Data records
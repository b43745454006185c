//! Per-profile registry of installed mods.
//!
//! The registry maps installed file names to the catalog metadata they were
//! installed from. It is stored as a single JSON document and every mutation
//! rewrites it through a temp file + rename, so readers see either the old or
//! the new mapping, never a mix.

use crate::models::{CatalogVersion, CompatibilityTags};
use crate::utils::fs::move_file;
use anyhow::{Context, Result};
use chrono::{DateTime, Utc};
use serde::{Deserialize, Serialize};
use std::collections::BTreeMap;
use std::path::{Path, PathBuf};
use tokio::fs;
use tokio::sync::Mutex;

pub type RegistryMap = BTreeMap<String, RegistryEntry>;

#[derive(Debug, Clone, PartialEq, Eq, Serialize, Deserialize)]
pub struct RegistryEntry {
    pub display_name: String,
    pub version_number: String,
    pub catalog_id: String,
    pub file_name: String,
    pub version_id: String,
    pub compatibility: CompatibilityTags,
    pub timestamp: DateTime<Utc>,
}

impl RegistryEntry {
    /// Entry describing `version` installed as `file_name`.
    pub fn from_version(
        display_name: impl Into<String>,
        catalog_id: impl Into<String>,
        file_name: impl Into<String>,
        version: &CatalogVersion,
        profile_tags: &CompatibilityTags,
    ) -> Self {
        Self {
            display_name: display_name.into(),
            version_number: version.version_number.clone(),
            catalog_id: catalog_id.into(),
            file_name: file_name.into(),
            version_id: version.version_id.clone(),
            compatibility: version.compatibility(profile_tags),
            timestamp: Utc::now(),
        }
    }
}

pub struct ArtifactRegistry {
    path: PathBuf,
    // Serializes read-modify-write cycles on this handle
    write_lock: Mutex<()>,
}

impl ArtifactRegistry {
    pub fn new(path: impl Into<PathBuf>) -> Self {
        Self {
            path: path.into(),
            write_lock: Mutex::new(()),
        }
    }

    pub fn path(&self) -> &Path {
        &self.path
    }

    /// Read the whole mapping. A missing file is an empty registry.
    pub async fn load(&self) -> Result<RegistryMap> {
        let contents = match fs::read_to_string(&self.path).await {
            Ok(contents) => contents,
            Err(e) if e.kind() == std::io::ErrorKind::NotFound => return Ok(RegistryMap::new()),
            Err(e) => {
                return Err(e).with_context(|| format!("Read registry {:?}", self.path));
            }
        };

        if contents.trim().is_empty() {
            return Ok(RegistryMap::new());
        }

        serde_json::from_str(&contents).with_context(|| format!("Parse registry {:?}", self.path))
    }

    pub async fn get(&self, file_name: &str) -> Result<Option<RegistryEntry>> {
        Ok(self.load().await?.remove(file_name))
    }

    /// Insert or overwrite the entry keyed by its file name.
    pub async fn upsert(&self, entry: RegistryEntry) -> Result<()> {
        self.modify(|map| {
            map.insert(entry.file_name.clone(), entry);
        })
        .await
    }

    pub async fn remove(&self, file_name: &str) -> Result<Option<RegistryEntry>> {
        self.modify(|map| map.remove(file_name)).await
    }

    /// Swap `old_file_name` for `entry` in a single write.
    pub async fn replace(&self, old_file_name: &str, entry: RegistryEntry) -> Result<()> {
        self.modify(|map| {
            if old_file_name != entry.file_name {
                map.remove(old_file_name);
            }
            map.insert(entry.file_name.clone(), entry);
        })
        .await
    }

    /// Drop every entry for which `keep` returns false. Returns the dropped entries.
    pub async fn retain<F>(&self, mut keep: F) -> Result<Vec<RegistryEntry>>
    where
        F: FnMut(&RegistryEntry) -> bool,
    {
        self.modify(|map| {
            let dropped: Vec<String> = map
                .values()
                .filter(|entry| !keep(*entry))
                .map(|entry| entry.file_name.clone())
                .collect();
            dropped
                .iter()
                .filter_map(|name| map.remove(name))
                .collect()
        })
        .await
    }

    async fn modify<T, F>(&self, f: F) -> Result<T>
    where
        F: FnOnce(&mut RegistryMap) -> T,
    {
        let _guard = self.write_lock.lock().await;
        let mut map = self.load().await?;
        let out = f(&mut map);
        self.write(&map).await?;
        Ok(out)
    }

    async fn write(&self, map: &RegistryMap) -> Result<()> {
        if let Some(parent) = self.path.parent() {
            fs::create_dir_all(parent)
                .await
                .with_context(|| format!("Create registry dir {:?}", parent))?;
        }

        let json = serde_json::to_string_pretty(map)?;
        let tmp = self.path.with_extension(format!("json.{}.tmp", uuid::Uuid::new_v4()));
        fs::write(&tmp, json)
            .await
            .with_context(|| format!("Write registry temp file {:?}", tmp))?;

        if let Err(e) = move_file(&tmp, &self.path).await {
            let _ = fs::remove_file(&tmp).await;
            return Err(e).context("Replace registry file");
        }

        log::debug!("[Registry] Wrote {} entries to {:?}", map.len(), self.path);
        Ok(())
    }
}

Instructions to follow:
Each line above that has the word "single" must be copied.

Solution to the problem:
//! installed from. It is stored as a single JSON document and every mutation
    /// Swap `old_file_name` for `entry` in a single write.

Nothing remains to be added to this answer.